Years later, in 1966, the hotel entered Toronto's culinary scene, opening its restaurant, Three Small Rooms. The Courtyard Cafe was launched in 1976 and that same year, Club 22 opened as part of the city's growing nightlife.
By the late 80's, years of neglect took hold and in 1991 the Windsor Arms was shutdown with no prospects of reopening, that is, until developer George Friedmann sparked a vision of resurrection.
After purchasing the property in 1995, Friedmann commissioned architect, Sol Wassermuhl of Page + Steele to maintain the original characteristics from the stained glass window facing St. Thomas Street to the stone portico and vestibule in the entrance, but otherwise to completely rebuild the hotel and add condominium homes atop. Consultants from around the world descended on the plans and the results were custom mahogany furnishings based on 1920s French styles, rooms with cozy fireplaces, and bathrooms with limestone floors and walls, all in a modern, contemporary setting.

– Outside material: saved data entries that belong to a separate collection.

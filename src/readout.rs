use chrono::{DateTime, Local};
use nalgebra::Vector3;

use crate::data_provider::LocationFix;
use crate::orientation;

pub const UNABLE_TO_LOCATE: &str = "Unable to locate.";

// Text shown on the main screen: whatever arrived last wins, there is no
// history and no filtering.
pub struct LatestReadings {
    gravity: Vector3<f64>,
    geomagnetic: Vector3<f64>,

    accel: String,
    accel_updated: String,
    location: String,
    provider: String,
    location_updated: String,
    orientation: String,
    orientation_updated: String,
}

impl LatestReadings {
    pub fn new(provider: Option<&str>) -> Self {
        Self {
            gravity: Vector3::zeros(),
            geomagnetic: Vector3::zeros(),
            accel: String::new(),
            accel_updated: String::new(),
            location: UNABLE_TO_LOCATE.to_string(),
            provider: format!("Provider: {}", provider.unwrap_or("none")),
            location_updated: String::new(),
            orientation: String::new(),
            orientation_updated: String::new(),
        }
    }

    pub fn apply_accel(&mut self, lin_acc: Vector3<f64>, now: DateTime<Local>) {
        self.gravity = lin_acc;
        self.accel = format_accel(&lin_acc);
        self.accel_updated = format_last_updated(now);
        self.update_orientation(now);
    }

    pub fn apply_mag(&mut self, field: Vector3<f64>, now: DateTime<Local>) {
        self.geomagnetic = field;
        self.update_orientation(now);
    }

    pub fn apply_fix(&mut self, fix: Option<LocationFix>, now: DateTime<Local>) {
        match fix {
            Some(fix) => {
                self.location = format_location(&fix);
                self.location_updated = format_last_updated(now);
            }
            // the timestamp is not touched, it still names the last real fix
            None => self.location = UNABLE_TO_LOCATE.to_string(),
        }
    }

    fn update_orientation(&mut self, now: DateTime<Local>) {
        // an unusable vector pair (free fall, nothing received yet) keeps
        // the previous angles on screen
        if let Some(o) = orientation::from_vectors(self.gravity, self.geomagnetic) {
            self.orientation = format_orientation(&o);
            self.orientation_updated = format_last_updated(now);
        }
    }

    pub fn accel_text(&self) -> &str {
        &self.accel
    }

    pub fn accel_last_updated(&self) -> &str {
        &self.accel_updated
    }

    pub fn location_text(&self) -> &str {
        &self.location
    }

    pub fn provider_text(&self) -> &str {
        &self.provider
    }

    pub fn location_last_updated(&self) -> &str {
        &self.location_updated
    }

    pub fn orientation_text(&self) -> &str {
        &self.orientation
    }

    pub fn orientation_last_updated(&self) -> &str {
        &self.orientation_updated
    }
}

pub fn format_accel(v: &Vector3<f64>) -> String {
    format!("X: {:.2}\nY: {:.2}\nZ: {:.2}", v.x, v.y, v.z)
}

pub fn format_location(fix: &LocationFix) -> String {
    format!("Latitude: {:.2}\nLongitude: {:.2}", fix.latitude, fix.longitude)
}

pub fn format_orientation(o: &orientation::Orientation) -> String {
    // + 0.0 keeps an exact -0.0 from rendering as "-0.00"
    format!(
        "Azimuth (-Z): {:.2} rad\nPitch (-X): {:.2} rad\nRoll (Y): {:.2} rad",
        o.azimuth + 0.0,
        o.pitch + 0.0,
        o.roll + 0.0
    )
}

pub fn format_last_updated(now: DateTime<Local>) -> String {
    format!("Last updated: {}", now.format("%Y-%m-%d %H:%M:%S"))
}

In May 1999, with 28 unique suites ranging from 500 to1,500 square feet, conference rooms, and a spa, the hotel reopened to fanfare and accolades. City's most luxurious condominiums with access to all hotel services were created atop the hotel. The New York Times say's: Classic Toronto haunt stands smartly again. Rooms were outfitted with state-of-the-art entertainment systems but retained homey like crisp, buttery-soft, 320-threadcount, Frette bed linens.
The tearoom, with its original 1927 fireplace, is modelled around that same mid-twentieth-century elegance. Even the spa glows with old-world serenity mixed with a contemporary feel.
Nowadays, the Windsor Arms Hotel is home to visiting A-listers, big-ticket musicians, and prestigious jet-setters. The hotel has hosted fashion shoots and exclusive parties.